## Work request
Could you reproduce all of these records exactly?

## Given information
════════════════

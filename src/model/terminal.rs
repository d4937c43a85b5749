//! Integrated terminal panel - a line editor that runs shell commands

use std::path::{Path, PathBuf};
use std::process::Command;

/// Output lines kept in the scrollback
const MAX_OUTPUT_LINES: usize = 1000;
/// Smallest panel height, prompt included
pub const MIN_TERMINAL_HEIGHT: usize = 3;
/// Rows the rest of the editor keeps when the panel grows
const RESERVED_ROWS: usize = 4;

#[derive(Debug, Clone, PartialEq, Eq)]
pub struct TerminalPanel {
    pub visible: bool,
    /// Command line being edited
    pub input: String,
    /// Cursor within `input`, in characters
    pub cursor: usize,
    pub history: Vec<String>,
    history_pos: Option<usize>,
    pub output: Vec<String>,
    /// Lines scrolled back from the bottom of the output
    pub scroll: usize,
    /// Panel height in rows; 0 means a third of the screen
    pub height: usize,
    pub cwd: PathBuf,
}

impl TerminalPanel {
    pub fn new(cwd: PathBuf, height: usize) -> Self {
        Self {
            visible: false,
            input: String::new(),
            cursor: 0,
            history: Vec::new(),
            history_pos: None,
            output: Vec::new(),
            scroll: 0,
            height,
            cwd,
        }
    }

    /// Rows the panel occupies on a screen with `screen_rows` rows
    pub fn effective_height(&self, screen_rows: usize) -> usize {
        let max = screen_rows.saturating_sub(RESERVED_ROWS).max(MIN_TERMINAL_HEIGHT);
        let wanted = if self.height == 0 {
            screen_rows / 3
        } else {
            self.height
        };
        wanted.clamp(MIN_TERMINAL_HEIGHT, max)
    }

    pub fn grow(&mut self, screen_rows: usize) {
        self.height = (self.effective_height(screen_rows) + 1)
            .min(screen_rows.saturating_sub(RESERVED_ROWS).max(MIN_TERMINAL_HEIGHT));
    }

    pub fn shrink(&mut self, screen_rows: usize) {
        self.height = self
            .effective_height(screen_rows)
            .saturating_sub(1)
            .max(MIN_TERMINAL_HEIGHT);
    }

    // ========================================================================
    // Line editing
    // ========================================================================

    fn byte_index(&self, char_index: usize) -> usize {
        self.input
            .char_indices()
            .nth(char_index)
            .map(|(i, _)| i)
            .unwrap_or(self.input.len())
    }

    pub fn insert_char(&mut self, ch: char) {
        let at = self.byte_index(self.cursor);
        self.input.insert(at, ch);
        self.cursor += 1;
    }

    pub fn backspace(&mut self) {
        if self.cursor == 0 {
            return;
        }
        self.cursor -= 1;
        let at = self.byte_index(self.cursor);
        self.input.remove(at);
    }

    pub fn delete(&mut self) {
        if self.cursor < self.input.chars().count() {
            let at = self.byte_index(self.cursor);
            self.input.remove(at);
        }
    }

    pub fn move_left(&mut self) -> bool {
        if self.cursor == 0 {
            return false;
        }
        self.cursor -= 1;
        true
    }

    pub fn move_right(&mut self) -> bool {
        if self.cursor >= self.input.chars().count() {
            return false;
        }
        self.cursor += 1;
        true
    }

    pub fn move_home(&mut self) {
        self.cursor = 0;
    }

    pub fn move_end(&mut self) {
        self.cursor = self.input.chars().count();
    }

    fn set_input(&mut self, text: String) {
        self.cursor = text.chars().count();
        self.input = text;
    }

    pub fn history_prev(&mut self) {
        if self.history.is_empty() {
            return;
        }
        let pos = match self.history_pos {
            Some(0) => 0,
            Some(p) => p - 1,
            None => self.history.len() - 1,
        };
        self.history_pos = Some(pos);
        self.set_input(self.history[pos].clone());
    }

    pub fn history_next(&mut self) {
        match self.history_pos {
            Some(p) if p + 1 < self.history.len() => {
                self.history_pos = Some(p + 1);
                self.set_input(self.history[p + 1].clone());
            }
            Some(_) => {
                self.history_pos = None;
                self.set_input(String::new());
            }
            None => {}
        }
    }

    /// Take the command line, recording it in history
    pub fn take_input(&mut self) -> String {
        let command = std::mem::take(&mut self.input);
        self.cursor = 0;
        self.history_pos = None;
        if !command.trim().is_empty() && self.history.last() != Some(&command) {
            self.history.push(command.clone());
        }
        command
    }

    // ========================================================================
    // Output
    // ========================================================================

    pub fn append_output<I: IntoIterator<Item = String>>(&mut self, lines: I) {
        self.output.extend(lines);
        if self.output.len() > MAX_OUTPUT_LINES {
            let excess = self.output.len() - MAX_OUTPUT_LINES;
            self.output.drain(..excess);
        }
        self.scroll = 0;
    }

    pub fn scroll_up(&mut self, lines: usize) {
        self.scroll = (self.scroll + lines).min(self.output.len());
    }

    pub fn scroll_down(&mut self, lines: usize) {
        self.scroll = self.scroll.saturating_sub(lines);
    }

    /// Run a command line. `cd` is handled here; everything else goes
    /// through `sh -c` and blocks until it exits.
    pub fn run(&mut self, command: &str) {
        self.append_output([format!("$ {}", command)]);
        let trimmed = command.trim();

        if trimmed == "cd" || trimmed.starts_with("cd ") {
            let target = trimmed.strip_prefix("cd").unwrap_or("").trim();
            let dir = if target.is_empty() {
                dirs::home_dir().unwrap_or_else(|| self.cwd.clone())
            } else {
                self.cwd.join(target)
            };
            match dir.canonicalize() {
                Ok(dir) if dir.is_dir() => self.cwd = dir,
                Ok(dir) => self.append_output([format!("cd: not a directory: {}", dir.display())]),
                Err(e) => self.append_output([format!("cd: {}: {}", target, e)]),
            }
            return;
        }

        match run_shell(trimmed, &self.cwd) {
            Ok(lines) => self.append_output(lines),
            Err(e) => self.append_output([format!("Failed to run command: {}", e)]),
        }
    }
}

/// Run `sh -c command` in `cwd`, collecting stdout then stderr as lines
pub fn run_shell(command: &str, cwd: &Path) -> std::io::Result<Vec<String>> {
    let output = Command::new("sh").arg("-c").arg(command).current_dir(cwd).output()?;
    let mut lines: Vec<String> = String::from_utf8_lossy(&output.stdout)
        .lines()
        .map(str::to_string)
        .collect();
    lines.extend(String::from_utf8_lossy(&output.stderr).lines().map(str::to_string));
    if !output.status.success() {
        if let Some(code) = output.status.code() {
            lines.push(format!("[exit {}]", code));
        }
    }
    Ok(lines)
}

════════════════

## Finished exercise
filename src/model/terminal.rs
repository d4937c43a85b5749
//! Integrated terminal panel - a line editor that runs shell commands

use std::path::{Path, PathBuf};
use std::process::Command;

/// Output lines kept in the scrollback
const MAX_OUTPUT_LINES: usize = 1000;
/// Smallest panel height, prompt included
pub const MIN_TERMINAL_HEIGHT: usize = 3;
/// Rows the rest of the editor keeps when the panel grows
const RESERVED_ROWS: usize = 4;

#[derive(Debug, Clone, PartialEq, Eq)]
pub struct TerminalPanel {
    pub visible: bool,
    /// Command line being edited
    pub input: String,
    /// Cursor within `input`, in characters
    pub cursor: usize,
    pub history: Vec<String>,
    history_pos: Option<usize>,
    pub output: Vec<String>,
    /// Lines scrolled back from the bottom of the output
    pub scroll: usize,
    /// Panel height in rows; 0 means a third of the screen
    pub height: usize,
    pub cwd: PathBuf,
}

impl TerminalPanel {
    pub fn new(cwd: PathBuf, height: usize) -> Self {
        Self {
            visible: false,
            input: String::new(),
            cursor: 0,
            history: Vec::new(),
            history_pos: None,
            output: Vec::new(),
            scroll: 0,
            height,
            cwd,
        }
    }

    /// Rows the panel occupies on a screen with `screen_rows` rows
    pub fn effective_height(&self, screen_rows: usize) -> usize {
        let max = screen_rows.saturating_sub(RESERVED_ROWS).max(MIN_TERMINAL_HEIGHT);
        let wanted = if self.height == 0 {
            screen_rows / 3
        } else {
            self.height
        };
        wanted.clamp(MIN_TERMINAL_HEIGHT, max)
    }

    pub fn grow(&mut self, screen_rows: usize) {
        self.height = (self.effective_height(screen_rows) + 1)
            .min(screen_rows.saturating_sub(RESERVED_ROWS).max(MIN_TERMINAL_HEIGHT));
    }

    pub fn shrink(&mut self, screen_rows: usize) {
        self.height = self
            .effective_height(screen_rows)
            .saturating_sub(1)
            .max(MIN_TERMINAL_HEIGHT);
    }

    // ========================================================================
    // Line editing
    // ========================================================================

    fn byte_index(&self, char_index: usize) -> usize {
        self.input
            .char_indices()
            .nth(char_index)
            .map(|(i, _)| i)
            .unwrap_or(self.input.len())
    }

    pub fn insert_char(&mut self, ch: char) {
        let at = self.byte_index(self.cursor);
        self.input.insert(at, ch);
        self.cursor += 1;
    }

    pub fn backspace(&mut self) {
        if self.cursor == 0 {
            return;
        }
        self.cursor -= 1;
        let at = self.byte_index(self.cursor);
        self.input.remove(at);
    }

    pub fn delete(&mut self) {
        if self.cursor < self.input.chars().count() {
            let at = self.byte_index(self.cursor);
            self.input.remove(at);
        }
    }

    pub fn move_left(&mut self) -> bool {
        if self.cursor == 0 {
            return false;
        }
        self.cursor -= 1;
        true
    }

    pub fn move_right(&mut self) -> bool {
        if self.cursor >= self.input.chars().count() {
            return false;
        }
        self.cursor += 1;
        true
    }

    pub fn move_home(&mut self) {
        self.cursor = 0;
    }

    pub fn move_end(&mut self) {
        self.cursor = self.input.chars().count();
    }

    fn set_input(&mut self, text: String) {
        self.cursor = text.chars().count();
        self.input = text;
    }

    pub fn history_prev(&mut self) {
        if self.history.is_empty() {
            return;
        }
        let pos = match self.history_pos {
            Some(0) => 0,
            Some(p) => p - 1,
            None => self.history.len() - 1,
        };
        self.history_pos = Some(pos);
        self.set_input(self.history[pos].clone());
    }

    pub fn history_next(&mut self) {
        match self.history_pos {
            Some(p) if p + 1 < self.history.len() => {
                self.history_pos = Some(p + 1);
                self.set_input(self.history[p + 1].clone());
            }
            Some(_) => {
                self.history_pos = None;
                self.set_input(String::new());
            }
            None => {}
        }
    }

    /// Take the command line, recording it in history
    pub fn take_input(&mut self) -> String {
        let command = std::mem::take(&mut self.input);
        self.cursor = 0;
        self.history_pos = None;
        if !command.trim().is_empty() && self.history.last() != Some(&command) {
            self.history.push(command.clone());
        }
        command
    }

    // ========================================================================
    // Output
    // ========================================================================

    pub fn append_output<I: IntoIterator<Item = String>>(&mut self, lines: I) {
        self.output.extend(lines);
        if self.output.len() > MAX_OUTPUT_LINES {
            let excess = self.output.len() - MAX_OUTPUT_LINES;
            self.output.drain(..excess);
        }
        self.scroll = 0;
    }

    pub fn scroll_up(&mut self, lines: usize) {
        self.scroll = (self.scroll + lines).min(self.output.len());
    }

    pub fn scroll_down(&mut self, lines: usize) {
        self.scroll = self.scroll.saturating_sub(lines);
    }

    /// Run a command line. `cd` is handled here; everything else goes
    /// through `sh -c` and blocks until it exits.
    pub fn run(&mut self, command: &str) {
        self.append_output([format!("$ {}", command)]);
        let trimmed = command.trim();

        if trimmed == "cd" || trimmed.starts_with("cd ") {
            let target = trimmed.strip_prefix("cd").unwrap_or("").trim();
            let dir = if target.is_empty() {
                dirs::home_dir().unwrap_or_else(|| self.cwd.clone())
            } else {
                self.cwd.join(target)
            };
            match dir.canonicalize() {
                Ok(dir) if dir.is_dir() => self.cwd = dir,
                Ok(dir) => self.append_output([format!("cd: not a directory: {}", dir.display())]),
                Err(e) => self.append_output([format!("cd: {}: {}", target, e)]),
            }
            return;
        }

        match run_shell(trimmed, &self.cwd) {
            Ok(lines) => self.append_output(lines),
            Err(e) => self.append_output([format!("Failed to run command: {}", e)]),
        }
    }
}

/// Run `sh -c command` in `cwd`, collecting stdout then stderr as lines
pub fn run_shell(command: &str, cwd: &Path) -> std::io::Result<Vec<String>> {
    let output = Command::new("sh").arg("-c").arg(command).current_dir(cwd).output()?;
    let mut lines: Vec<String> = String::from_utf8_lossy(&output.stdout)
        .lines()
        .map(str::to_string)
        .collect();
    lines.extend(String::from_utf8_lossy(&output.stderr).lines().map(str::to_string));
    if !output.status.success() {
        if let Some(code) = output.status.code() {
            lines.push(format!("[exit {}]", code));
        }
    }
    Ok(lines)
}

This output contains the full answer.